Harry de Wit beroert de snaren in de rol van God in de voorstelling Snaren door Toneelgroep Amsterdam. Hij is als componist betrokken bij Het Vuil, De Stad En De Dood van Rainer Werner Fassbinder, uitgevoerd door het Nationale Toneel. In tegenstelling tot het verzet tegen dit stuk in 1987 leidt de uitvoering dit jaar niet tot rellen. In juni 2003, als onderdeel van de internationale Koorbiënnale in de Haarlemse Stadsschouwburg, zit het publiek bij de uitvoering van Whispers Of Heavenly Death 1 op de plek waar gewoonlijk het podium staat en bevinden de uitvoerenden zich ditmaal in de zaal in op de balkons. Whispers Of Heavenly Death 1 is een stuk voor groot koor, slagwerk en accordeonorkest Alphen Opus 2 plus tape en zelfgebouwde instrumenten. De Wit vertelt zijn muzikale verhaal aan de hand van gedichten van Walt Whitman.

2004 - 2005

Speciaal voor het Enschede Muziek Festival 2004 schrijft Harry de Wit een compositie voor blazers, vocalisten, hulpdienstsirenes en een hartslagmeter. De tekst is afkomstig van het gedicht Textielstad van Willem Wilmink. In het seizoen 2004-2005 componeert Harry de Wit bij het Nationale Toneel de muziek voor Ivanov van Tjechov en Elementaire Deeltjes naar het boek van Michel Houellebecq, beide onder regie van Johan Doesburg.

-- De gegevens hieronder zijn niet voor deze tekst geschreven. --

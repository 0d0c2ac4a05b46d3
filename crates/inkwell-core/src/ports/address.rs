use inkwell_shared::PostId;

/// The page address the editor was opened at.
pub trait AddressBar: Send + Sync {
    /// Post id embedded in the address, if any.
    fn current_post_id(&self) -> Option<PostId>;

    /// Rewrite the address in place so reloads resolve to `id`. Not a navigation.
    fn replace_post_id(&self, id: &PostId);

    /// Leave the editor (after a delete).
    fn navigate(&self, location: &str);
}
//! Confirmation prompts for destructive commands.

use async_trait::async_trait;
use tokio::io::{AsyncBufReadExt, AsyncWriteExt, BufReader};

use inkwell_core::ports::Confirm;

/// Fixed answer, for scripted runs (`--yes`).
#[derive(Debug, Clone, Copy)]
pub struct AutoConfirm(pub bool);

#[async_trait]
impl Confirm for AutoConfirm {
    async fn confirm(&self, prompt: &str) -> bool {
        tracing::debug!(prompt, answer = self.0, "Auto-confirmed");
        self.0
    }
}

/// Asks on the terminal. Anything but `y`/`yes` is a no.
#[derive(Debug, Clone, Copy, Default)]
pub struct PromptConfirm;

#[async_trait]
impl Confirm for PromptConfirm {
    async fn confirm(&self, prompt: &str) -> bool {
        let mut stderr = tokio::io::stderr();
        let question = format!("{} [y/N] ", prompt);
        if stderr.write_all(question.as_bytes()).await.is_err() || stderr.flush().await.is_err() {
            return false;
        }

        let mut answer = String::new();
        match BufReader::new(tokio::io::stdin()).read_line(&mut answer).await {
            Ok(_) => is_yes(&answer),
            Err(e) => {
                tracing::warn!(error = %e, "Could not read confirmation");
                false
            }
        }
    }
}

/// `y` or `yes`, case-insensitive.
pub fn is_yes(answer: &str) -> bool {
    matches!(answer.trim().to_ascii_lowercase().as_str(), "y" | "yes")
}
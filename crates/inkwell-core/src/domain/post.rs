use inkwell_shared::PostId;

/// Identity and synchronization metadata of the post being edited.
///
/// The markdown body is deliberately absent: it lives in the editor surface
/// and is only snapshotted on save.
#[derive(Debug, Clone, Default, PartialEq, Eq)]
pub struct PostRecord {
    /// `None` until the first successful create.
    pub id: Option<PostId>,
    pub title: String,
    pub published: bool,
    /// Last `updated_on` confirmed by the server. Never computed locally.
    pub updated_on: Option<String>,
    pub tags: Vec<String>,
    /// Set by a successful retract, cleared by publish.
    pub retracted: bool,
    /// Terminal. Set once the server confirmed the delete.
    pub deleted: bool,
}

/// Lifecycle of a post from the synchronization engine's point of view.
#[derive(Debug, Clone, Copy, PartialEq, Eq)]
pub enum PostPhase {
    Unsaved,
    Saved,
    Published,
    Retracted,
    Deleted,
}

impl PostRecord {
    pub fn phase(&self) -> PostPhase {
        if self.deleted {
            return PostPhase::Deleted;
        }
        match (&self.id, self.published, self.retracted) {
            (None, _, _) => PostPhase::Unsaved,
            (Some(_), true, _) => PostPhase::Published,
            (Some(_), false, true) => PostPhase::Retracted,
            (Some(_), false, false) => PostPhase::Saved,
        }
    }

    pub fn is_persisted(&self) -> bool {
        self.id.is_some() && !self.deleted
    }

    /// Assign the server id unless one is already held. Returns `true` if assigned.
    pub(crate) fn assign_id(&mut self, id: PostId) -> bool {
        if self.id.is_some() {
            return false;
        }
        self.id = Some(id);
        true
    }

    /// Label for the published indicator.
    pub fn publish_label(&self) -> &'static str {
        if self.published { "Published" } else { "Draft" }
    }
}
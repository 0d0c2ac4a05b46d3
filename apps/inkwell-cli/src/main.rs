//! # Inkwell
//!
//! Command-line editor for Inkwell blog posts.

use clap::Parser;

mod cli;
mod commands;
mod config;
mod edit;
mod session;
mod telemetry;

use cli::Cli;
use config::AppConfig;
use telemetry::{TelemetryConfig, init_telemetry};

#[tokio::main]
async fn main() -> anyhow::Result<()> {
    // Load .env file if present
    dotenvy::dotenv().ok();

    init_telemetry(&TelemetryConfig::from_env());

    let cli = Cli::parse();
    let config = AppConfig::from_env();

    tracing::debug!(base_url = %config.http.base_url, "Starting Inkwell");

    commands::run(cli, config).await
}
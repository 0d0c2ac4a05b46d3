//! # Inkwell Core
//!
//! The synchronization layer of the Inkwell editing client.
//! Holds the post record, decides when editor state is persisted, and
//! reconciles it with the backend through the `updated_on` witness.
//! All I/O goes through the traits in [`ports`].

pub mod domain;
pub mod error;
pub mod ports;
pub mod sync;

#[cfg(test)]
mod testing;

pub use error::SyncError;
pub use inkwell_shared::PostId;
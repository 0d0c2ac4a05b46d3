//! # Inkwell Shared
//!
//! Wire types for the blog backend's `/api/v1` surface.
//! Request bodies, response bodies, and the error body the server returns.

pub mod dto;
pub mod response;

pub use dto::{PostId, PostResponse, PublishRequest, SavePostRequest, TagsRequest, UploadResponse};
pub use response::ErrorBody;
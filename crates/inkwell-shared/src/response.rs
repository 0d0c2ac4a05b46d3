//! Error body returned by the backend on non-2xx responses.

use serde::{Deserialize, Serialize};

/// `{"error": ...}` as emitted by the post and upload endpoints.
///
/// The payload is either a plain message or a field -> messages map from
/// schema validation, so it is kept as raw JSON.
#[derive(Debug, Clone, PartialEq, Serialize, Deserialize)]
pub struct ErrorBody {
    pub error: serde_json::Value,
}

impl ErrorBody {
    /// Best-effort parse of a response body. Empty or non-JSON bodies yield `None`.
    pub fn parse(body: &[u8]) -> Option<Self> {
        serde_json::from_slice(body).ok()
    }

    /// Flatten the payload into one human-readable line.
    pub fn message(&self) -> String {
        match &self.error {
            serde_json::Value::String(s) => s.clone(),
            serde_json::Value::Object(fields) => fields
                .iter()
                .map(|(field, detail)| format!("{}: {}", field, flatten(detail)))
                .collect::<Vec<_>>()
                .join("; "),
            other => flatten(other),
        }
    }
}

fn flatten(value: &serde_json::Value) -> String {
    match value {
        serde_json::Value::String(s) => s.clone(),
        serde_json::Value::Array(items) => items.iter().map(flatten).collect::<Vec<_>>().join(", "),
        other => other.to_string(),
    }
}

#[cfg(test)]
mod tests {
    use super::*;

    #[test]
    fn plain_message() {
        let body = ErrorBody::parse(br#"{"error": "Post has been modified since last load"}"#)
            .unwrap();
        assert_eq!(body.message(), "Post has been modified since last load");
    }

    #[test]
    fn validation_map_is_flattened() {
        let body =
            ErrorBody::parse(br#"{"error": {"title": ["Missing data for required field."]}}"#)
                .unwrap();
        assert_eq!(body.message(), "title: Missing data for required field.");
    }

    #[test]
    fn non_json_body_is_none() {
        assert!(ErrorBody::parse(b"<html>oops</html>").is_none());
        assert!(ErrorBody::parse(b"").is_none());
    }
}
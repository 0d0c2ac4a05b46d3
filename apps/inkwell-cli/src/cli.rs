//! Command-line interface.

use std::path::PathBuf;

use clap::{Parser, Subcommand};

#[derive(Debug, Parser)]
#[command(name = "inkwell", version, about = "Edit and manage blog posts from the terminal")]
pub struct Cli {
    /// Answer yes to retract/delete confirmations.
    #[arg(short, long, global = true)]
    pub yes: bool,

    #[command(subcommand)]
    pub command: Command,
}

#[derive(Debug, Subcommand)]
pub enum Command {
    /// Print a post's metadata and markdown body.
    Show { id: String },

    /// Create a draft from a markdown file (or an empty body).
    New {
        #[arg(long)]
        title: String,
        file: Option<PathBuf>,
    },

    /// Update an existing post's title and/or body.
    Save {
        id: String,
        #[arg(long)]
        title: Option<String>,
        #[arg(long)]
        file: Option<PathBuf>,
    },

    /// Publish a post.
    Publish { id: String },

    /// Take a published post back to draft.
    Retract { id: String },

    /// Delete a post.
    Delete { id: String },

    /// Upload an image and append it to the post body.
    Image { id: String, path: PathBuf },

    /// Replace a post's tags.
    Tags { id: String, tags: Vec<String> },

    /// Interactive editing session with autosave.
    Edit { id: Option<String> },
}
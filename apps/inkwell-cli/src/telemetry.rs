//! Telemetry initialization - tracing subscriber setup.

use tracing_subscriber::{EnvFilter, layer::SubscriberExt, util::SubscriberInitExt};

/// Telemetry configuration.
#[derive(Debug, Clone, Default)]
pub struct TelemetryConfig {
    /// Enable JSON logging (for piping into log collectors).
    pub json_logs: bool,
}

impl TelemetryConfig {
    /// Load configuration from environment variables.
    pub fn from_env() -> Self {
        Self {
            json_logs: std::env::var("LOG_FORMAT")
                .map(|v| v.to_lowercase() == "json")
                .unwrap_or(false),
        }
    }
}

/// Initialize tracing. Logs go to stderr so stdout stays clean for post output.
pub fn init_telemetry(config: &TelemetryConfig) {
    let env_filter = EnvFilter::try_from_default_env().unwrap_or_else(|_| {
        EnvFilter::new("warn,inkwell_cli=info,inkwell_core=info,inkwell_infra=info")
    });

    if config.json_logs {
        tracing_subscriber::registry()
            .with(env_filter)
            .with(tracing_subscriber::fmt::layer().json().with_writer(std::io::stderr))
            .init();
    } else {
        tracing_subscriber::registry()
            .with(env_filter)
            .with(tracing_subscriber::fmt::layer().compact().with_writer(std::io::stderr))
            .init();
    }

    tracing::debug!(json_logs = config.json_logs, "Telemetry initialized");
}
/// The editing widget: a title field and a markdown body.
///
/// The synchronization engine reads snapshots from it and only writes back
/// when hydrating a loaded post or inserting an uploaded image.
pub trait EditorSurface: Send + Sync {
    fn title(&self) -> String;

    fn set_title(&self, title: &str);

    fn content(&self) -> String;

    fn set_content(&self, content: &str);

    /// Replace the current selection (or insert at the caret) with `text`.
    fn insert_at_selection(&self, text: &str);
}
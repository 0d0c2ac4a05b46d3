//! Tag editing with its own, shorter autosave.

use std::sync::{Arc, Mutex, PoisonError};

use futures::FutureExt;

use crate::domain::TagSet;
use crate::sync::debounce::{DebouncedAction, Debouncer};
use crate::sync::engine::SyncEngine;

/// Editable tag list bound to the session's post.
///
/// Every change re-arms a debounced tag save. Changes made before the post
/// has an id are kept locally and go out with the first change after it is
/// persisted.
pub struct TagEditor {
    engine: Arc<SyncEngine>,
    tags: Arc<Mutex<TagSet>>,
    debouncer: Debouncer,
}

impl TagEditor {
    pub fn new(engine: Arc<SyncEngine>) -> Self {
        let tags = Arc::new(Mutex::new(TagSet::from_tags(
            engine.store().snapshot().tags,
        )));

        let action: DebouncedAction = {
            let engine = engine.clone();
            let tags = tags.clone();
            Arc::new(move || {
                let engine = engine.clone();
                let tags = tags.clone();
                async move {
                    let snapshot = tags.lock().unwrap_or_else(PoisonError::into_inner).clone();
                    if let Err(e) = engine.save_tags(&snapshot).await {
                        tracing::debug!(error = %e, "Tag save did not complete");
                    }
                }
                .boxed()
            })
        };

        let delay = engine.config().tag_save_delay;
        Self {
            engine,
            tags,
            debouncer: Debouncer::new(delay, action),
        }
    }

    pub fn add(&self, raw: &str) -> bool {
        let added = self.lock().insert(raw);
        if added {
            self.schedule();
        }
        added
    }

    pub fn remove(&self, raw: &str) -> bool {
        let removed = self.lock().remove(raw);
        if removed {
            self.schedule();
        }
        removed
    }

    /// Backspace on an empty input drops the last tag.
    pub fn pop_last(&self) -> Option<String> {
        let popped = self.lock().pop();
        if popped.is_some() {
            self.schedule();
        }
        popped
    }

    /// Replace the list without saving (e.g. after a load).
    pub fn reset_from_store(&self) {
        *self.lock() = TagSet::from_tags(self.engine.store().snapshot().tags);
    }

    pub fn current(&self) -> TagSet {
        self.lock().clone()
    }

    pub async fn flush(&self) {
        self.debouncer.flush().await;
    }

    pub fn is_pending(&self) -> bool {
        self.debouncer.is_pending()
    }

    fn schedule(&self) {
        if !self.engine.store().snapshot().is_persisted() {
            return;
        }
        self.debouncer.trigger();
    }

    fn lock(&self) -> std::sync::MutexGuard<'_, TagSet> {
        self.tags.lock().unwrap_or_else(PoisonError::into_inner)
    }
}
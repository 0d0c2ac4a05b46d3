//! Status line - transient human-readable state for the editor chrome.

use std::sync::Arc;
use std::sync::atomic::{AtomicU64, Ordering};
use std::time::Duration;

use chrono::{DateTime, Utc};
use tokio::sync::watch;

/// User-facing status texts.
pub mod messages {
    pub const SAVED: &str = "Saved";
    pub const SAVE_FAILED: &str = "Save failed";
    pub const TITLE_REQUIRED: &str = "Title is required";
    pub const CONFLICT: &str = "This post was changed elsewhere. Reload to get the latest version.";
    pub const LOADED: &str = "Post loaded";
    pub const LOAD_FAILED: &str = "Error loading post";
    pub const PUBLISHED: &str = "Post published";
    pub const PUBLISH_FAILED: &str = "Publish failed";
    pub const RETRACTED: &str = "Post retracted";
    pub const RETRACT_FAILED: &str = "Retract failed";
    pub const DELETED: &str = "Post deleted";
    pub const DELETE_FAILED: &str = "Delete failed";
    pub const NOT_SAVED_YET: &str = "Save the post first";
    pub const IMAGE_UPLOADED: &str = "Image uploaded";
    pub const IMAGE_FAILED: &str = "Image upload failed";
    pub const TAGS_FAILED: &str = "Saving tags failed";
}

/// What the status area currently shows.
#[derive(Debug, Clone, Default, PartialEq, Eq)]
pub struct StatusLine {
    pub message: Option<String>,
    pub published: bool,
    pub updated_on: Option<String>,
    pub reported_at: Option<DateTime<Utc>>,
}

impl StatusLine {
    pub fn publish_label(&self) -> &'static str {
        if self.published { "Published" } else { "Draft" }
    }
}

/// Passive status sink. Cheap to clone; clones share one line.
///
/// A new message overwrites the current one and is cleared after
/// `clear_after`. Clear timers are never cancelled; each one only clears the
/// message it was armed for.
#[derive(Clone)]
pub struct StatusReporter {
    line: Arc<watch::Sender<StatusLine>>,
    generation: Arc<AtomicU64>,
    clear_after: Duration,
}

impl StatusReporter {
    pub fn new(clear_after: Duration) -> Self {
        let (line, _) = watch::channel(StatusLine::default());
        Self {
            line: Arc::new(line),
            generation: Arc::new(AtomicU64::new(0)),
            clear_after,
        }
    }

    pub fn report(&self, message: impl Into<String>) {
        let message = message.into();
        let generation = self.generation.fetch_add(1, Ordering::SeqCst) + 1;
        tracing::info!(status = %message, "Status");

        self.line.send_modify(|line| {
            line.message = Some(message);
            line.reported_at = Some(Utc::now());
        });

        // Outside a runtime the message simply stays until overwritten.
        let Ok(runtime) = tokio::runtime::Handle::try_current() else {
            return;
        };
        let line = self.line.clone();
        let current = self.generation.clone();
        let clear_after = self.clear_after;
        runtime.spawn(async move {
            tokio::time::sleep(clear_after).await;
            line.send_if_modified(|line| {
                if current.load(Ordering::SeqCst) != generation || line.message.is_none() {
                    return false;
                }
                line.message = None;
                true
            });
        });
    }

    /// Update the published indicator and last-saved token.
    pub fn post_state(&self, published: bool, updated_on: Option<&str>) {
        tracing::debug!(published, updated_on = ?updated_on, "Post state");
        self.line.send_modify(|line| {
            line.published = published;
            line.updated_on = updated_on.map(str::to_string);
        });
    }

    pub fn current(&self) -> StatusLine {
        self.line.borrow().clone()
    }

    pub fn message(&self) -> Option<String> {
        self.line.borrow().message.clone()
    }

    pub fn subscribe(&self) -> watch::Receiver<StatusLine> {
        self.line.subscribe()
    }
}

Zijn muzikale theaterbijdragen worden aan het eind van het seizoen beloond met de Proscenium Prijs 2005. Andere theaterstukken met De Wits bijdragen zijn Oersonate bij het Nationale Toneel met actrice Antoinette Jelgersma en Demonen onder regie van Johan Doesburg.

2006 - 2010

Pianist Kees Wieringa brengt de cd A New Sound uit (Do Records, 2006) met naast For Cornelius van Alvin Curran het stuk Sleepers van Harry de Wit, opgenomen in het Concertgebouw Amsterdam in 2003. Met de Prijs van de Nederlandse Dansdagen, bestaand uit een geldbedrag van 12.000 Euro, maakt Harry de Wit in 2007 een nieuw werk in de oude Maastrichtse cementfabriek ENCI. Muziek van De Wit is te horen in de documentaire Voices Of Bam (Maasja Ooms en Aliona van der Horst, 2006), Goud (Niek Koppen, 2007), Utrecht CS (Annette Apon, 2007), Boris Ryzhy (Aliona van der Horst, 2008) en Among Horses And Men (Marjoleine Boonstra, 2010).

2011

Harry de Wit wordt genomineerd voor een Gouden Kalf voor zijn score bij Brownian Movement van Nanouk Leopold.